SISTEM
PEMBELAJARAN
PENDIDIKAN
AGAMA ISLAM
A. Pengertian Sistem Pembelajaran Pendidikan
Agama Islam
Sistem pembelajaran PAI merupakan sebuah rangkaian dari beberapa kata
yang digabungkan menjadi satu. Setiap kata dari rangkaian tersebut secara bahasa
dan istilah punya arti tersendiri dan secara independen bisa dibentuk makna
yang utuh. Oleh karena itu, sebelum dilakukan pembahasan tentang arti sistem
pembelajaran PAI secara utuh maka dipandang perlu ditelusuri terlebih dahulu makna
perkata dari rangkaian tersebut. Diantaranya adalah kata sistem, pembelajaran, Pendidikan Agama Islam, sistem pembelajaran, pembelajaran Pendidikan Agama Islam, dan
secara utuh terbentuk rangkaian kata sistem
pembelajaran Pendidikan Agama Islam.
Menurut Lorens Bagus kata ‘sistem’ berasal dari bahasa Inggris yaitu system dan bahasa Yunani systema yang tersusun dari dua kata
yaitu syn yang berarti ‘dengan’ dan istanai berarti ‘menempatkan’.

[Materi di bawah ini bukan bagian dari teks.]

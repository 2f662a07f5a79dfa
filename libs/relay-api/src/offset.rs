use std::future::Future;
use std::pin::Pin;
use std::sync::Arc;

use serde::{Deserialize, Serialize};

use crate::error::TransportError;
use crate::message::PartitionId;

/// Last confirmed-processed position of a partition.
#[derive(Clone, Debug, PartialEq, Eq, Serialize, Deserialize)]
pub struct Cursor {
    pub partition: PartitionId,
    pub offset: u64,
}

/// An attempt to move a cursor backward. Always a logic error in the caller.
#[derive(Debug, Clone, PartialEq, Eq, thiserror::Error)]
#[error("cursor regression on {partition}: current {current}, attempted {attempted}")]
pub struct RegressionError {
    pub partition: PartitionId,
    pub current: u64,
    pub attempted: u64,
}

#[derive(Debug, Clone, thiserror::Error)]
pub enum OffsetError {
    #[error(transparent)]
    Regression(#[from] RegressionError),
    #[error("offset storage: {0}")]
    Storage(#[from] TransportError),
}

/// Cursor storage.
///
/// `advance` must be monotonic per partition: an offset lower than the stored
/// cursor is rejected with [`RegressionError`] and leaves the cursor as is.
/// Re-advancing to the current offset is accepted.
pub trait OffsetStore: Send + Sync {
    /// Stored cursor of `partition`, `None` if nothing was committed yet.
    fn load<'a>(
        &'a self,
        partition: &'a PartitionId,
    ) -> Pin<Box<dyn Future<Output = Result<Option<u64>, OffsetError>> + Send + 'a>>;

    fn advance<'a>(
        &'a self,
        partition: &'a PartitionId,
        offset: u64,
    ) -> Pin<Box<dyn Future<Output = Result<(), OffsetError>> + Send + 'a>>;

    /// All stored cursors, ordered by partition.
    fn cursors(&self) -> Pin<Box<dyn Future<Output = Result<Vec<Cursor>, OffsetError>> + Send + '_>>;

    /// Make previously advanced cursors durable. Default: nothing to do.
    fn flush(&self) -> Pin<Box<dyn Future<Output = Result<(), OffsetError>> + Send + '_>> {
        Box::pin(async { Ok(()) })
    }
}

/// Creates an offset store from the JSON form of its config table.
///
/// The client does not know concrete stores; it resolves a factory by the
/// `offsets.store` name and hands it the `offsets.config` table.
pub trait OffsetStoreFactory: Send + Sync {
    fn create(&self, config_json: &str) -> Result<Arc<dyn OffsetStore>, TransportError>;
}

/// Shared check used by store implementations.
pub fn check_advance(
    partition: &PartitionId,
    current: Option<u64>,
    attempted: u64,
) -> Result<(), RegressionError> {
    match current {
        Some(current) if attempted < current => Err(RegressionError {
            partition: partition.clone(),
            current,
            attempted,
        }),
        _ => Ok(()),
    }
}
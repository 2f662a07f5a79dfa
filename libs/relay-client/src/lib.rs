//! Надёжный publish/consume поверх любого [`relay_api::Transport`].
//!
//! - [`ConnectionManager`]: одно разделяемое соединение, переподключение с backoff
//! - [`Publisher`]: окно неподтверждённых отправок, порядок по партиции
//! - [`Consumer`]: pull/push доставка, ack/nack, redelivery, dead-letter, курсоры

pub mod backoff;
pub mod config;
pub mod connection;
pub mod consumer;
pub mod dead_letter;
pub mod error;
pub mod publisher;
pub mod tracker;

use std::sync::Arc;

use relay_api::{OffsetStore, OffsetStoreFactory};

pub use backoff::Backoff;
pub use config::{
    AckMode, BackoffConfig, ConsumerConfig, DeadLetterConfig, DeadLetterMode, DeliveryMode,
    MAX_IN_FLIGHT, OffsetStoreKind, OffsetsConfig, PublisherConfig, RelayConfig, StartPosition,
};
pub use connection::{ConnectionManager, Lease};
pub use consumer::{
    BatchHandler, Consumer, HandlerError, HandlerResult, MessageHandler, Outcome,
    SubscribeOptions, Subscription, SubscriptionStats,
};
pub use dead_letter::{LogDeadLetter, TopicDeadLetter};
pub use error::{
    ConfigError, ConnectionError, ConsumeError, DeliveryError, PoisonMessageError, SessionError,
};
pub use publisher::{DeliveryFuture, DeliveryReceipt, PublishOptions, Publisher};
pub use tracker::{AckTracker, DeliveryState};

/// Build the offset store named by `[offsets]`.
///
/// `{group}` in the file store path is replaced by `group_id`, so that
/// consumer groups keep separate cursor files.
pub fn open_offset_store(
    config: &OffsetsConfig,
    group_id: &str,
) -> Result<Arc<dyn OffsetStore>, ConfigError> {
    let mut config = config.clone();
    if let Some(toml::Value::String(path)) = config.config.get_mut("path") {
        *path = path.replace("{group}", group_id);
    }
    let factory: Box<dyn OffsetStoreFactory> = match config.store {
        OffsetStoreKind::Memory => Box::new(offset_store_memory::MemoryOffsetStoreFactory),
        OffsetStoreKind::File => Box::new(offset_store_file::FileOffsetStoreFactory),
    };
    let json = config.config_json()?;
    let store = factory.create(&json).map_err(ConfigError::OffsetStore)?;
    tracing::debug!(store = ?config.store, group = group_id, "offset store opened");
    Ok(store)
}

Sedangkan pada lingkup satu kata utuh, kata systema
punya arti tentang keseluruhan yang tersusun dari bagian-bagian atau
komposisi. Diacukan pada penjelasan tersebut maka secara istilah kata sistem
memiliki pengertian “kumpulan hal-hal yang disatukan ke dalam suatu keseluruhan
yang konsisten karena saling terkait (interaksi, interdependensi, saling
keterkaitan yang teratur dari bagian-bagiannya).”[1]

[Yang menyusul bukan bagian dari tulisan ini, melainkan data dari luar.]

mod handler;
mod worker;

use std::sync::atomic::Ordering;
use std::sync::{Arc, Mutex};
use std::time::Duration;

use tokio::task::JoinHandle;
use tokio_util::sync::CancellationToken;

use relay_api::{DeadLetter, OffsetStore, PartitionId};

use crate::config::{AckMode, ConsumerConfig, DeliveryMode, StartPosition};
use crate::connection::ConnectionManager;
use crate::dead_letter::LogDeadLetter;
use crate::error::ConsumeError;
use crate::tracker::AckTracker;

pub use handler::{BatchHandler, HandlerError, HandlerResult, MessageHandler, Outcome};

use worker::{Counters, HandlerKind, PartitionWorker, WorkerContext};

// ═══════════════════════════════════════════════════════════════
//  Options
// ═══════════════════════════════════════════════════════════════

#[derive(Debug, Clone)]
pub struct SubscribeOptions {
    pub group_id: String,
    pub start_position: StartPosition,
    pub prefetch: usize,
    pub batch_size: usize,
    pub delivery: DeliveryMode,
    pub ack_mode: AckMode,
    /// Deliveries allowed for a requeued message before it is dead-lettered.
    pub max_redeliveries: u32,
    /// Handler failures on one message that mark it as poison.
    pub poison_threshold: u32,
    pub drain_timeout: Duration,
    pub poll_wait: Duration,
}

impl From<&ConsumerConfig> for SubscribeOptions {
    fn from(c: &ConsumerConfig) -> Self {
        Self {
            group_id: c.group_id.clone(),
            start_position: c.start_position,
            prefetch: c.prefetch,
            batch_size: c.batch_size,
            delivery: c.delivery,
            ack_mode: c.ack_mode,
            max_redeliveries: c.max_redeliveries,
            poison_threshold: c.poison_threshold,
            drain_timeout: Duration::from_millis(c.drain_timeout_ms),
            poll_wait: Duration::from_millis(c.poll_wait_ms),
        }
    }
}

impl Default for SubscribeOptions {
    fn default() -> Self {
        Self::from(&ConsumerConfig::default())
    }
}

// ═══════════════════════════════════════════════════════════════
//  Stats
// ═══════════════════════════════════════════════════════════════

/// Delivery counters of one subscription.
#[derive(Debug, Clone, Copy, Default, PartialEq, Eq, serde::Serialize)]
pub struct SubscriptionStats {
    /// Handler deliveries, redeliveries included.
    pub delivered: u64,
    pub acked: u64,
    pub nacked: u64,
    pub redelivered: u64,
    pub dead_lettered: u64,
    pub handler_failures: u64,
}

// ═══════════════════════════════════════════════════════════════
//  Consumer
// ═══════════════════════════════════════════════════════════════

/// Entry point for subscriptions. Each subscription owns its own
/// acknowledgment tracker; the connection manager may be shared.
pub struct Consumer {
    connection: Arc<ConnectionManager>,
    offsets: Arc<dyn OffsetStore>,
    dead_letter: Arc<dyn DeadLetter>,
}

impl Consumer {
    /// Consumer that dead-letters to the log.
    pub fn new(connection: Arc<ConnectionManager>, offsets: Arc<dyn OffsetStore>) -> Self {
        Self {
            connection,
            offsets,
            dead_letter: Arc::new(LogDeadLetter),
        }
    }

    pub fn with_dead_letter(mut self, dead_letter: Arc<dyn DeadLetter>) -> Self {
        self.dead_letter = dead_letter;
        self
    }

    pub fn offsets(&self) -> &Arc<dyn OffsetStore> {
        &self.offsets
    }

    /// Subscribe `handler` to every partition of `topics`.
    pub async fn subscribe<H: MessageHandler>(
        &self,
        topics: &[&str],
        handler: H,
        options: SubscribeOptions,
    ) -> Result<Subscription, ConsumeError> {
        self.start(topics, HandlerKind::Single(Arc::new(handler)), options).await
    }

    /// Like [`subscribe`](Self::subscribe), with up to `batch_size` deliveries per call.
    pub async fn subscribe_batch<H: BatchHandler>(
        &self,
        topics: &[&str],
        handler: H,
        options: SubscribeOptions,
    ) -> Result<Subscription, ConsumeError> {
        self.start(topics, HandlerKind::Batch(Arc::new(handler)), options).await
    }

    async fn start(
        &self,
        topics: &[&str],
        handler: HandlerKind,
        options: SubscribeOptions,
    ) -> Result<Subscription, ConsumeError> {
        let mut partitions = Vec::new();
        for topic in topics {
            let n = self
                .connection
                .retrying(|t| {
                    let topic = topic.to_string();
                    async move { t.partitions(&topic).await }
                })
                .await?;
            partitions.extend((0..n).map(|p| PartitionId::new(*topic, p)));
        }

        let stop = CancellationToken::new();
        let abort = CancellationToken::new();
        let tracker = Arc::new(Mutex::new(AckTracker::new(options.max_redeliveries)));
        let counters = Arc::new(Counters::default());
        let drain_timeout = options.drain_timeout;
        let group_id = options.group_id.clone();

        let ctx = Arc::new(WorkerContext {
            group_id: group_id.clone(),
            connection: self.connection.clone(),
            offsets: self.offsets.clone(),
            dead_letter: self.dead_letter.clone(),
            handler,
            options,
            tracker: tracker.clone(),
            counters: counters.clone(),
            stop: stop.clone(),
            abort: abort.clone(),
        });

        let workers = partitions
            .iter()
            .map(|p| {
                let worker = PartitionWorker::new(ctx.clone(), p.clone());
                let stop = stop.clone();
                let partition = p.clone();
                let handle = tokio::spawn(async move {
                    let result = worker.run().await;
                    if let Err(e) = &result {
                        tracing::error!(partition = %partition, error = %e, "partition worker failed, stopping subscription");
                        stop.cancel();
                    }
                    result
                });
                (p.clone(), handle)
            })
            .collect();

        tracing::info!(group = %group_id, partitions = partitions.len(), "subscription started");
        Ok(Subscription {
            group_id,
            partitions,
            workers,
            stop,
            abort,
            tracker,
            counters,
            offsets: self.offsets.clone(),
            drain_timeout,
        })
    }
}

// ═══════════════════════════════════════════════════════════════
//  Subscription
// ═══════════════════════════════════════════════════════════════

/// A running subscription. Dropping it stops the workers without draining.
pub struct Subscription {
    group_id: String,
    partitions: Vec<PartitionId>,
    workers: Vec<(PartitionId, JoinHandle<Result<(), ConsumeError>>)>,
    stop: CancellationToken,
    abort: CancellationToken,
    tracker: Arc<Mutex<AckTracker>>,
    counters: Arc<Counters>,
    offsets: Arc<dyn OffsetStore>,
    drain_timeout: Duration,
}

impl Subscription {
    pub fn partitions(&self) -> &[PartitionId] {
        &self.partitions
    }

    pub fn stats(&self) -> SubscriptionStats {
        let c = &self.counters;
        SubscriptionStats {
            delivered: c.delivered.load(Ordering::Relaxed),
            acked: c.acked.load(Ordering::Relaxed),
            nacked: c.nacked.load(Ordering::Relaxed),
            redelivered: c.redelivered.load(Ordering::Relaxed),
            dead_lettered: c.dead_lettered.load(Ordering::Relaxed),
            handler_failures: c.handler_failures.load(Ordering::Relaxed),
        }
    }

    /// Delivered-but-unsettled messages of `partition`.
    pub fn pending_count(&self, partition: &PartitionId) -> usize {
        worker::lock(&self.tracker).pending_count(partition)
    }

    /// Last committed cursor of `partition` as seen by this subscription.
    pub fn committed(&self, partition: &PartitionId) -> Option<u64> {
        worker::lock(&self.tracker).committed(partition)
    }

    /// Token that stops the subscription when cancelled; pair with [`join`](Self::join).
    pub fn stop_token(&self) -> CancellationToken {
        self.stop.clone()
    }

    /// Stop handler invocations and drain: in-flight handlers may finish
    /// within the drain timeout, after which they are abandoned and their
    /// messages stay uncommitted.
    pub async fn cancel(mut self) -> Result<(), ConsumeError> {
        tracing::info!(group = %self.group_id, "subscription cancel requested");
        self.stop.cancel();
        self.finish().await
    }

    /// Wait until the subscription stops: a worker failed or the stop token
    /// was cancelled. Returns the first worker error.
    pub async fn join(mut self) -> Result<(), ConsumeError> {
        self.stop.cancelled().await;
        self.finish().await
    }

    async fn finish(&mut self) -> Result<(), ConsumeError> {
        let workers = std::mem::take(&mut self.workers);
        let wait_all = async move {
            let mut results = Vec::with_capacity(workers.len());
            for (partition, handle) in workers {
                results.push(match handle.await {
                    Ok(r) => r,
                    Err(_) => Err(ConsumeError::WorkerPanicked(partition)),
                });
            }
            results
        };
        tokio::pin!(wait_all);

        let results = match tokio::time::timeout(self.drain_timeout, &mut wait_all).await {
            Ok(results) => results,
            Err(_) => {
                tracing::warn!(
                    group = %self.group_id,
                    drain_timeout_ms = self.drain_timeout.as_millis() as u64,
                    "drain timeout elapsed, abandoning in-flight handlers"
                );
                self.abort.cancel();
                wait_all.await
            }
        };

        let flushed = self.offsets.flush().await;
        tracing::info!(group = %self.group_id, stats = ?self.stats(), "subscription stopped");

        let mut first_error = None;
        for result in results {
            if let Err(e) = result {
                first_error.get_or_insert(e);
            }
        }
        match first_error {
            Some(e) => Err(e),
            None => flushed.map_err(ConsumeError::from),
        }
    }
}

impl Drop for Subscription {
    fn drop(&mut self) {
        if !self.workers.is_empty() {
            self.stop.cancel();
            self.abort.cancel();
        }
    }
}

Maka dapat disimpulkan pada setiap tatanan ‘sistem’ pasti terdapat sebuah
komponen-komponen yang berperan untuk penyuksesan kinerja organisasi atau
tatanan tersebut. Namun tentu kinerja dari salah satu komponen itu perlu
didukung oleh komponen yang lain agar terjadinya prinsip efektif dan efisien.

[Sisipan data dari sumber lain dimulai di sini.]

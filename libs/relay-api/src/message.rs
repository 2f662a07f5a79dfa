use std::collections::HashMap;
use std::fmt;
use std::time::Duration;

use serde::{Deserialize, Serialize};
use serde::de::DeserializeOwned;

/// Header carrying the payload media type.
pub const CONTENT_TYPE: &str = "content-type";

/// Media type set by [`Message::json`].
pub const APPLICATION_JSON: &str = "application/json";

// ════════════════════════════════════════════════════════════════
//  Message
// ════════════════════════════════════════════════════════════════

/// An immutable message.
///
/// Built with the `with_*` methods before it is handed to a publisher. The
/// publisher stamps the publish timestamp and sequence; after that the value
/// is only read.
#[derive(Clone, Debug, PartialEq, Eq)]
pub struct Message {
    key: Option<Vec<u8>>,
    payload: Vec<u8>,
    headers: HashMap<String, Vec<u8>>,
    timestamp: u64,
    sequence: u64,
    ttl_ms: Option<u64>,
}

impl Message {
    pub fn new(payload: impl Into<Vec<u8>>) -> Self {
        Self {
            key: None,
            payload: payload.into(),
            headers: HashMap::new(),
            timestamp: 0,
            sequence: 0,
            ttl_ms: None,
        }
    }

    /// JSON payload with `content-type: application/json`.
    pub fn json<T: Serialize + ?Sized>(value: &T) -> Result<Self, serde_json::Error> {
        let payload = serde_json::to_vec(value)?;
        Ok(Self::new(payload).with_header(CONTENT_TYPE, APPLICATION_JSON))
    }

    pub fn with_key(mut self, key: impl Into<Vec<u8>>) -> Self {
        self.key = Some(key.into());
        self
    }

    pub fn with_header(mut self, name: impl Into<String>, value: impl Into<Vec<u8>>) -> Self {
        self.headers.insert(name.into(), value.into());
        self
    }

    /// Expire the message if it is still undelivered `ttl` after publish.
    pub fn with_ttl(mut self, ttl: Duration) -> Self {
        self.ttl_ms = Some(ttl.as_millis() as u64);
        self
    }

    /// Set the publish timestamp (ms). Called by the publisher at send time.
    pub fn with_timestamp(mut self, ts_ms: u64) -> Self {
        self.timestamp = ts_ms;
        self
    }

    /// Set the per-publisher send sequence. Called by the publisher at send time.
    pub fn with_sequence(mut self, sequence: u64) -> Self {
        self.sequence = sequence;
        self
    }

    pub fn key(&self) -> Option<&[u8]> {
        self.key.as_deref()
    }

    pub fn payload(&self) -> &[u8] {
        &self.payload
    }

    pub fn header(&self, name: &str) -> Option<&[u8]> {
        self.headers.get(name).map(Vec::as_slice)
    }

    pub fn headers(&self) -> &HashMap<String, Vec<u8>> {
        &self.headers
    }

    pub fn timestamp(&self) -> u64 {
        self.timestamp
    }

    /// Strictly increasing within one publisher, starting at 1. 0 = not published.
    pub fn sequence(&self) -> u64 {
        self.sequence
    }

    pub fn ttl(&self) -> Option<Duration> {
        self.ttl_ms.map(Duration::from_millis)
    }

    pub fn content_type(&self) -> Option<&str> {
        self.header(CONTENT_TYPE).and_then(|v| std::str::from_utf8(v).ok())
    }

    /// Whether the TTL has elapsed at `now_ms`. Messages without TTL never expire.
    pub fn is_expired(&self, now_ms: u64) -> bool {
        match self.ttl_ms {
            Some(ttl) => now_ms.saturating_sub(self.timestamp) > ttl,
            None => false,
        }
    }

    /// Decode the payload as JSON, regardless of the declared content type.
    pub fn payload_json<T: DeserializeOwned>(&self) -> Result<T, serde_json::Error> {
        serde_json::from_slice(&self.payload)
    }
}

// ════════════════════════════════════════════════════════════════
//  Identifiers
// ════════════════════════════════════════════════════════════════

/// A partition of a topic.
#[derive(Clone, Debug, PartialEq, Eq, Hash, PartialOrd, Ord, Serialize, Deserialize)]
pub struct PartitionId {
    pub topic: String,
    pub partition: u32,
}

impl PartitionId {
    pub fn new(topic: impl Into<String>, partition: u32) -> Self {
        Self { topic: topic.into(), partition }
    }
}

impl fmt::Display for PartitionId {
    fn fmt(&self, f: &mut fmt::Formatter<'_>) -> fmt::Result {
        write!(f, "{}/{}", self.topic, self.partition)
    }
}

/// Position of a message in the log: unique per broker.
#[derive(Clone, Debug, PartialEq, Eq, Hash)]
pub struct MessageId {
    pub partition: PartitionId,
    pub offset: u64,
}

impl MessageId {
    pub fn new(partition: PartitionId, offset: u64) -> Self {
        Self { partition, offset }
    }
}

impl fmt::Display for MessageId {
    fn fmt(&self, f: &mut fmt::Formatter<'_>) -> fmt::Result {
        write!(f, "{}@{}", self.partition, self.offset)
    }
}

/// A message read back from a partition together with its offset.
#[derive(Clone, Debug)]
pub struct FetchedRecord {
    pub offset: u64,
    pub message: Message,
}

/// A message handed to a consumer handler.
#[derive(Clone, Debug)]
pub struct Delivery {
    pub id: MessageId,
    pub message: Message,
    /// 1 on first delivery, +1 per redelivery.
    pub delivery_count: u32,
}

impl Delivery {
    pub fn partition(&self) -> &PartitionId {
        &self.id.partition
    }

    pub fn offset(&self) -> u64 {
        self.id.offset
    }

    pub fn is_redelivery(&self) -> bool {
        self.delivery_count > 1
    }
}
use std::collections::HashMap;
use std::future::Future;
use std::pin::Pin;
use std::sync::atomic::{AtomicU32, AtomicU64, Ordering};
use std::sync::{Arc, Mutex, RwLock};

use tokio::sync::{Notify, watch};

use relay_api::{Connector, FetchedRecord, Message, Transport, TransportError};

use crate::SCHEME;
use crate::transport::LoopbackTransport;

// ═══════════════════════════════════════════════════════════════
//  Partition
// ═══════════════════════════════════════════════════════════════

/// Append-only лог одной партиции + сигнал о новых записях.
pub(crate) struct Partition {
    log: Mutex<Vec<Message>>,
    pub(crate) appended: Notify,
}

impl Partition {
    fn new() -> Self {
        Self {
            log: Mutex::new(Vec::new()),
            appended: Notify::new(),
        }
    }

    fn lock(&self) -> std::sync::MutexGuard<'_, Vec<Message>> {
        match self.log.lock() {
            Ok(g) => g,
            Err(poisoned) => {
                tracing::warn!("partition log lock was poisoned, recovering");
                poisoned.into_inner()
            }
        }
    }

    /// Дописать сообщение, вернуть присвоенный offset.
    pub(crate) fn append(&self, message: Message) -> u64 {
        let offset = {
            let mut log = self.lock();
            log.push(message);
            (log.len() - 1) as u64
        };
        self.appended.notify_waiters();
        offset
    }

    pub(crate) fn read(&self, from: u64, max: usize) -> Vec<FetchedRecord> {
        let log = self.lock();
        log.iter()
            .enumerate()
            .skip(from as usize)
            .take(max)
            .map(|(i, m)| FetchedRecord {
                offset: i as u64,
                message: m.clone(),
            })
            .collect()
    }

    pub(crate) fn end(&self) -> u64 {
        self.lock().len() as u64
    }
}

pub(crate) struct Topic {
    pub(crate) partitions: Vec<Arc<Partition>>,
}

// ═══════════════════════════════════════════════════════════════
//  Shared broker state
// ═══════════════════════════════════════════════════════════════

pub(crate) struct Shared {
    topics: RwLock<HashMap<String, Arc<Topic>>>,
    /// Сколько следующих connect() завершатся ошибкой.
    fail_connects: AtomicU32,
    connects: AtomicU64,
    /// Поколение соединений. `sever_connections` увеличивает его, и все
    /// транспорты предыдущего поколения начинают отвечать ошибкой.
    pub(crate) generation: AtomicU64,
    /// `true`: broker принимает produce, но не подтверждает, пока не снята пауза.
    pub(crate) acks_paused: watch::Sender<bool>,
}

impl Shared {
    pub(crate) fn topic(&self, name: &str) -> Option<Arc<Topic>> {
        let guard = match self.topics.read() {
            Ok(g) => g,
            Err(poisoned) => {
                tracing::warn!("broker topic registry read lock was poisoned, recovering");
                poisoned.into_inner()
            }
        };
        guard.get(name).cloned()
    }

    fn wake_all(&self) {
        let guard = match self.topics.read() {
            Ok(g) => g,
            Err(poisoned) => poisoned.into_inner(),
        };
        for topic in guard.values() {
            for p in &topic.partitions {
                p.appended.notify_waiters();
            }
        }
    }
}

// ═══════════════════════════════════════════════════════════════
//  LoopbackBroker
// ═══════════════════════════════════════════════════════════════

/// In-process broker. Cloning shares the same state.
#[derive(Clone)]
pub struct LoopbackBroker {
    shared: Arc<Shared>,
}

impl Default for LoopbackBroker {
    fn default() -> Self {
        Self::new()
    }
}

impl LoopbackBroker {
    pub fn new() -> Self {
        let (acks_paused, _) = watch::channel(false);
        Self {
            shared: Arc::new(Shared {
                topics: RwLock::new(HashMap::new()),
                fail_connects: AtomicU32::new(0),
                connects: AtomicU64::new(0),
                generation: AtomicU64::new(0),
                acks_paused,
            }),
        }
    }

    /// Создать topic. Повторное создание с тем же именем ничего не меняет.
    pub fn create_topic(&self, name: &str, partitions: u32) {
        let mut guard = match self.shared.topics.write() {
            Ok(g) => g,
            Err(poisoned) => {
                tracing::warn!("broker topic registry write lock was poisoned, recovering");
                poisoned.into_inner()
            }
        };
        guard.entry(name.to_string()).or_insert_with(|| {
            tracing::debug!(topic = name, partitions, "loopback topic created");
            Arc::new(Topic {
                partitions: (0..partitions.max(1)).map(|_| Arc::new(Partition::new())).collect(),
            })
        });
    }

    pub fn topic_names(&self) -> Vec<String> {
        let guard = match self.shared.topics.read() {
            Ok(g) => g,
            Err(poisoned) => poisoned.into_inner(),
        };
        let mut names: Vec<String> = guard.keys().cloned().collect();
        names.sort();
        names
    }

    /// Содержимое лога партиции (для проверок в тестах).
    pub fn records(&self, topic: &str, partition: u32) -> Vec<FetchedRecord> {
        self.shared
            .topic(topic)
            .and_then(|t| t.partitions.get(partition as usize).cloned())
            .map(|p| p.read(0, usize::MAX))
            .unwrap_or_default()
    }

    /// Append directly, bypassing any client. Used to seed logs.
    pub fn append(&self, topic: &str, partition: u32, message: Message) -> Option<u64> {
        let part = self
            .shared
            .topic(topic)
            .and_then(|t| t.partitions.get(partition as usize).cloned())?;
        Some(part.append(message))
    }

    // ── Fault injection ──

    /// Следующие `n` вызовов connect() завершатся transient-ошибкой.
    pub fn fail_next_connects(&self, n: u32) {
        self.shared.fail_connects.store(n, Ordering::SeqCst);
    }

    /// Number of successful connects so far.
    pub fn connect_count(&self) -> u64 {
        self.shared.connects.load(Ordering::SeqCst)
    }

    /// Produce calls wait (unacknowledged) until [`resume_acks`](Self::resume_acks).
    pub fn pause_acks(&self) {
        self.shared.acks_paused.send_replace(true);
    }

    pub fn resume_acks(&self) {
        self.shared.acks_paused.send_replace(false);
    }

    /// Разорвать все текущие соединения. Новые connect() работают как обычно.
    pub fn sever_connections(&self) {
        let prev = self.shared.generation.fetch_add(1, Ordering::SeqCst);
        tracing::debug!(generation = prev + 1, "loopback connections severed");
        self.shared.wake_all();
    }
}

impl Connector for LoopbackBroker {
    fn connect<'a>(
        &'a self,
        endpoint: &'a str,
    ) -> Pin<Box<dyn Future<Output = Result<Box<dyn Transport>, TransportError>> + Send + 'a>> {
        Box::pin(async move {
            if !endpoint.starts_with(SCHEME) {
                return Err(TransportError::config(format!(
                    "unsupported endpoint '{endpoint}', expected {SCHEME}<name>"
                )));
            }

            let remaining = self.shared.fail_connects.load(Ordering::SeqCst);
            if remaining > 0 {
                self.shared.fail_connects.store(remaining - 1, Ordering::SeqCst);
                return Err(TransportError::io(format!("connection refused: {endpoint}")));
            }

            self.shared.connects.fetch_add(1, Ordering::SeqCst);
            let generation = self.shared.generation.load(Ordering::SeqCst);
            Ok(Box::new(LoopbackTransport::new(self.shared.clone(), generation)) as Box<dyn Transport>)
        })
    }
}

Sebagaimana menurut Lauralee Sherwood
serta menurut Campbell, N.A. dkk. yang dinyatakan pada terminologi bidang biologi. Di mana ada
beberapa istilah ‘sistem’ yang digunakan sebagai penjelas tentang organisasi
kinerja dari beberapa organ dalam tubuh manusia. Misalnya dalam tubuh terdapat
sistem reproduksi, sistem pencernaan, dan sistem pernapasan. Sebagai contoh
pada sistem pernapasan terdapat komponen (organ tubuh) yang berperan utama
yaitu paru-paru. Serta komponen lain sebagai pendukung yaitu bulu hidung untuk
menjaga kebersihan udara yang masuk ke paru-paru dan rongga hidung yang
berlendir untuk menjaga suhu udara yang masuk agar stabil (sesuai dengan
kekuatan paru-paru). Dengan demikian tidak ada sistem dalam tubuh manusia
bekerja tersendiri dan kesehatan tubuh tergantung pada semua sistem tubuh dalam
berinteraksi.[2]
Kata sistem juga digunakan dalam istilah ‘Sistem Pendidikan Nasional’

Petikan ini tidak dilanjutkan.